Applies the rolling guidance filter to an image

public static void RollingGuidanceFilter(IInputArray src, IOutputArray dst, int d = -1, double sigmaColor = 25, double sigmaSpace = 3, int numOfIter = 4, BorderType borderType = BorderType.Default)

Parameters

src IInputArray

Source 8-bit or floating-point, 1-channel or 3-channel image.

dst IOutputArray

Destination image of the same size and type as src.

d int

Diameter of each pixel neighborhood that is used during filtering. If it is non-positive, it is computed from sigmaSpace .

sigmaColor double

Filter sigma in the color space. A larger value of the parameter means that farther colors within the pixel neighborhood (see sigmaSpace ) will be mixed together, resulting in larger areas of semi-equal color.

sigmaSpace double

Filter sigma in the coordinate space. A larger value of the parameter means that farther pixels will influence each other as long as their colors are close enough (see sigmaColor ). When d>0 , it specifies the neighborhood size regardless of sigmaSpace . Otherwise, d is proportional to sigmaSpace .

numOfIter int

Number of iterations of joint edge-preserving filtering applied on the source image.

borderType BorderType

Border type

Thinning(IInputArray, IOutputArray, ThinningTypes)

Applies a binary blob thinning operation, to achieve a skeletization of the input image. The function transforms a binary blob image into a skeletized form using the technique of Zhang-Suen.

public static void Thinning(IInputArray src, IOutputArray dst, ThinningTypes thinningType)

Parameters

src IInputArray

Source 8-bit single-channel image, containing binary blobs, with blobs having 255 pixel values.

dst IOutputArray

Destination image of the same size and the same type as src. The function can work in-place.

thinningType ThinningTypes

Value that defines which thinning algorithm should be used.
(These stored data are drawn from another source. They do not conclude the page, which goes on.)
//! The host application's command interpreter, as seen by the server.

use crate::protocol::CallArgs;
use crate::state::StateFormat;
use crate::Result;
use serde::{Deserialize, Serialize};
use serde_json::Value;
use std::path::Path;
use std::sync::{Arc, Mutex};

/// A native command advertised by the host.
#[derive(Debug, Clone, PartialEq, Eq, Serialize, Deserialize)]
pub struct CommandSpec {
    pub name: String,
    /// Rendered call signature, e.g. `fetch(code, name='', state=0)`.
    #[serde(default)]
    pub signature: Option<String>,
    #[serde(default)]
    pub doc: String,
}

impl CommandSpec {
    pub fn new(name: impl Into<String>) -> Self {
        Self {
            name: name.into(),
            signature: None,
            doc: String::new(),
        }
    }

    pub fn with_signature(mut self, signature: impl Into<String>) -> Self {
        self.signature = Some(signature.into());
        self
    }

    pub fn with_doc(mut self, doc: impl Into<String>) -> Self {
        self.doc = doc.into();
        self
    }
}

/// Live command interpreter of the host application.
///
/// Every method runs on the server's blocking pool while the server holds the
/// interpreter lock, so implementations may block and need not be reentrant.
pub trait Interpreter: Send {
    /// The native command set, queried once when the server starts.
    fn commands(&mut self) -> Result<Vec<CommandSpec>>;

    /// Run one native command and return its result.
    fn invoke(&mut self, name: &str, args: &CallArgs) -> Result<Value>;

    /// Save `selection` of `state` to `path` in `format`.
    fn save(&mut self, path: &Path, selection: &str, state: i64, format: StateFormat) -> Result<()> {
        let args = CallArgs::new()
            .arg(path.display().to_string())
            .arg(selection)
            .arg(state)
            .arg(format.as_str());
        self.invoke("save", &args).map(|_| ())
    }

    /// Load `path` into `object` at `state`.
    ///
    /// `format` is a file extension such as `pse` or `mol2`; it is not limited
    /// to the [`StateFormat`] list.
    fn load(&mut self, path: &Path, object: &str, state: i64, format: &str) -> Result<()> {
        let args = CallArgs::new()
            .arg(path.display().to_string())
            .arg(object)
            .arg(state)
            .arg(format);
        self.invoke("load", &args).map(|_| ())
    }
}

/// Interpreter behind the lock that serializes every procedure invocation.
pub type SharedInterpreter = Arc<Mutex<Box<dyn Interpreter>>>;

#[cfg(test)]
mod tests {
    use super::*;
    use serde_json::json;
    use std::path::PathBuf;

    #[derive(Default)]
    struct Recorder {
        calls: Vec<(String, CallArgs)>,
    }

    impl Interpreter for Recorder {
        fn commands(&mut self) -> Result<Vec<CommandSpec>> {
            Ok(vec![CommandSpec::new("save"), CommandSpec::new("load")])
        }

        fn invoke(&mut self, name: &str, args: &CallArgs) -> Result<Value> {
            self.calls.push((name.to_string(), args.clone()));
            Ok(Value::Null)
        }
    }

    #[test]
    fn test_default_save_and_load_go_through_native_commands() {
        let mut host = Recorder::default();
        let path = PathBuf::from("/tmp/pymol-remote-x.cif");

        host.save(&path, "chain A", 1, StateFormat::Cif).unwrap();
        host.load(&path, "copy", 0, "cif").unwrap();

        assert_eq!(host.calls[0].0, "save");
        assert_eq!(
            host.calls[0].1.positional,
            vec![json!("/tmp/pymol-remote-x.cif"), json!("chain A"), json!(1), json!("cif")]
        );
        assert_eq!(host.calls[1].0, "load");
        assert_eq!(host.calls[1].1.positional[1], json!("copy"));
        assert_eq!(host.calls[1].1.positional[3], json!("cif"));
    }
}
WeightedMedianFilter(IInputArray, IInputArray, IOutputArray, int, double, WMFWeightType, Mat)

Applies weighted median filter to an image.

public static void WeightedMedianFilter(IInputArray joint, IInputArray src, IOutputArray dst, int r, double sigma = 25.5, WMFWeightType weightType = WMFWeightType.Exp, Mat mask = null)

Parameters

joint IInputArray

Joint 8-bit, 1-channel or 3-channel image.

src IInputArray

Source 8-bit or floating-point, 1-channel or 3-channel image.

dst IOutputArray

Destination image.

r int

Radius of filtering kernel, should be a positive integer.

sigma double

Filter range standard deviation for the joint image.

weightType WMFWeightType

The type of weight definition

mask Mat

A 0-1 mask that has the same size with I. This mask is used to ignore the effect of some pixels. If the pixel value on mask is 0, the pixel will be ignored when maintaining the joint-histogram. This is useful for applications like optical flow occlusion handling.

Remarks

For more details about this implementation, please see: Qi Zhang, Li Xu, and Jiaya Jia. 100+ times faster weighted median filter (wmf). In Computer Vision and Pattern Recognition (CVPR), 2014 IEEE Conference on, pages 2830–2837. IEEE, 2014.